A SSP não divulgou se o PM já constituiu advogado, por isso não foi possível contatar sua defesa. O espaço está aberto para eventuais posicionamentos.

O policial foi preso em flagrante após os disparos, mas liberado mediante pagamento de fiança. As armas do PM e de um dos suspeitos, que também morreu na abordagem, foram apreendidas. As autoridades policiais solicitaram exames periciais ao IC (Instituto de Criminalística) e ao IML (Instituto Médico Legal).

No sábado (28), o PM Italo Feitoza Hattori estava de folga e interviu com disparos ao presenciar uma tentativa de roubo. Segundo a SSP, um dos assaltantes conseguiu fugir. O caso ocorreu na rua Sapetuba, no Butantã, por volta das 15h.

O empresário atingido e sua mulher voltavam de um passeio a São Roque (SP), segundo depoimento da esposa da vítima. Ele chegou a receber atendimento, mas morreu no local. A mulher não se feriu, conforme a pasta de segurança.
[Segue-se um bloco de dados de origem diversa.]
//! Integration tests for Layer 2: Engine
//!
//! Tests for operators, conditions, rule sets, and the pairwise and
//! cluster engines.

mod conditions;
mod fixtures;
mod pairwise;
mod rules;
//! Catalogs: a schema plus the items validated against it.
//!
//! Items keep their insertion order, and that order is the index the engine
//! uses for its arena-style search structures.

use std::collections::HashMap;
use std::sync::Arc;

use consort_foundation::{Error, ErrorKind, Result};

use crate::item::{Item, ItemId};
use crate::schema::Schema;

/// An item that could not be added to a catalog.
#[derive(Clone, Debug)]
pub struct ItemRejection {
    /// The rejected item's id.
    pub item_id: ItemId,
    /// Why it was rejected.
    pub error: Error,
}

/// A named set of items sharing one schema.
///
/// Every item in a catalog has passed schema validation.
#[derive(Clone, Debug)]
pub struct Catalog {
    name: String,
    schema: Arc<Schema>,
    items: Vec<Item>,
    index: HashMap<ItemId, usize>,
}

impl Catalog {
    /// Creates an empty catalog.
    #[must_use]
    pub fn new(name: impl Into<String>, schema: impl Into<Arc<Schema>>) -> Self {
        Self {
            name: name.into(),
            schema: schema.into(),
            items: Vec::new(),
            index: HashMap::new(),
        }
    }

    /// Creates a catalog from items, failing on the first bad item.
    ///
    /// # Errors
    ///
    /// Returns the first schema validation or duplicate-id error.
    pub fn from_items(
        name: impl Into<String>,
        schema: impl Into<Arc<Schema>>,
        items: impl IntoIterator<Item = Item>,
    ) -> Result<Self> {
        items
            .into_iter()
            .try_fold(Self::new(name, schema), Self::with_item)
    }

    /// Creates a catalog from items, skipping bad ones.
    ///
    /// Returns the catalog of accepted items and one rejection per skipped
    /// item, so the caller can decide whether to continue or abort.
    pub fn from_items_partial(
        name: impl Into<String>,
        schema: impl Into<Arc<Schema>>,
        items: impl IntoIterator<Item = Item>,
    ) -> (Self, Vec<ItemRejection>) {
        let mut catalog = Self::new(name, schema);
        let mut rejections = Vec::new();

        for item in items {
            if let Err(error) = catalog.check(&item) {
                rejections.push(ItemRejection {
                    item_id: item.id.clone(),
                    error,
                });
                continue;
            }
            catalog.insert_unchecked(item);
        }

        if !rejections.is_empty() {
            tracing::debug!(
                catalog = %catalog.name,
                accepted = catalog.len(),
                rejected = rejections.len(),
                "catalog built with rejections"
            );
        }

        (catalog, rejections)
    }

    /// Validates and appends an item.
    ///
    /// # Errors
    ///
    /// Returns a configuration error if the id is already present, or a
    /// schema validation error if the item does not satisfy the schema.
    pub fn with_item(mut self, item: Item) -> Result<Self> {
        self.check(&item)?;
        self.insert_unchecked(item);
        Ok(self)
    }

    fn check(&self, item: &Item) -> Result<()> {
        if self.index.contains_key(&item.id) {
            return Err(Error::new(ErrorKind::DuplicateItem(item.id.to_string())));
        }
        self.schema.validate(item)
    }

    fn insert_unchecked(&mut self, item: Item) {
        self.index.insert(item.id.clone(), self.items.len());
        self.items.push(item);
    }

    /// Returns the catalog name.
    #[must_use]
    pub fn name(&self) -> &str {
        &self.name
    }

    /// Returns the schema.
    #[must_use]
    pub fn schema(&self) -> &Schema {
        &self.schema
    }

    /// Returns a shared handle to the schema.
    #[must_use]
    pub fn schema_arc(&self) -> Arc<Schema> {
        Arc::clone(&self.schema)
    }

    /// Returns the items in insertion order.
    #[must_use]
    pub fn items(&self) -> &[Item] {
        &self.items
    }

    /// Returns the number of items.
    #[must_use]
    pub fn len(&self) -> usize {
        self.items.len()
    }

    /// Returns true if the catalog has no items.
    #[must_use]
    pub fn is_empty(&self) -> bool {
        self.items.is_empty()
    }

    /// Looks up an item by id.
    #[must_use]
    pub fn get(&self, id: &str) -> Option<&Item> {
        self.index_of(id).map(|i| &self.items[i])
    }

    /// Returns the insertion index of an item.
    #[must_use]
    pub fn index_of(&self, id: &str) -> Option<usize> {
        self.index.get(id).copied()
    }

    /// Looks up an item by id, failing if it is absent.
    ///
    /// # Errors
    ///
    /// Returns a configuration error naming the unknown id.
    pub fn require(&self, id: &str) -> Result<&Item> {
        self.get(id)
            .ok_or_else(|| Error::new(ErrorKind::UnknownItem(id.to_string())))
    }
}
Um dos suspeitos também foi baleado e morreu no hospital. Segundo informações preliminares das investigações, ele, que não teve a identidade divulgada, foi atingido com dois tiros no abdome. Equipes do Corpo de Bombeiros prestaram os primeiros socorros e o encaminharam em estado grave ao Hospital Universitário, onde morreu.

Ontem, a mulher do empresário afirmou que não houve troca de tiros e seu marido foi baleado por engano pelo policial militar. O relato foi dado em entrevista ao jornal SP2, da TV Globo.

"Não teve confronto de tiro. Os dois assaltantes vieram e apresentaram arma, uma 38. Eu saí correndo para trás e tirei o capacete. Eu ouvi uma pessoa vindo de trás atirando. Aí virei e disse: "o que você fez, é o meu marido. Olha o que você fez, é o meu marido". Só que ele já tinha desferido dois tiros, um na nuca e outro nas costas [...] Ele atirou e imaginou que ele [marido] era o bandido", disse Esposa do empresário em entrevista ao "SP2" (TV Globo).

O caso foi registrado como resistência, morte decorrente de intervenção policial, homicídio culposo e tentativa de roubo. Depois de preso em flagrante, o PM foi liberado mediante pagamento de fiança.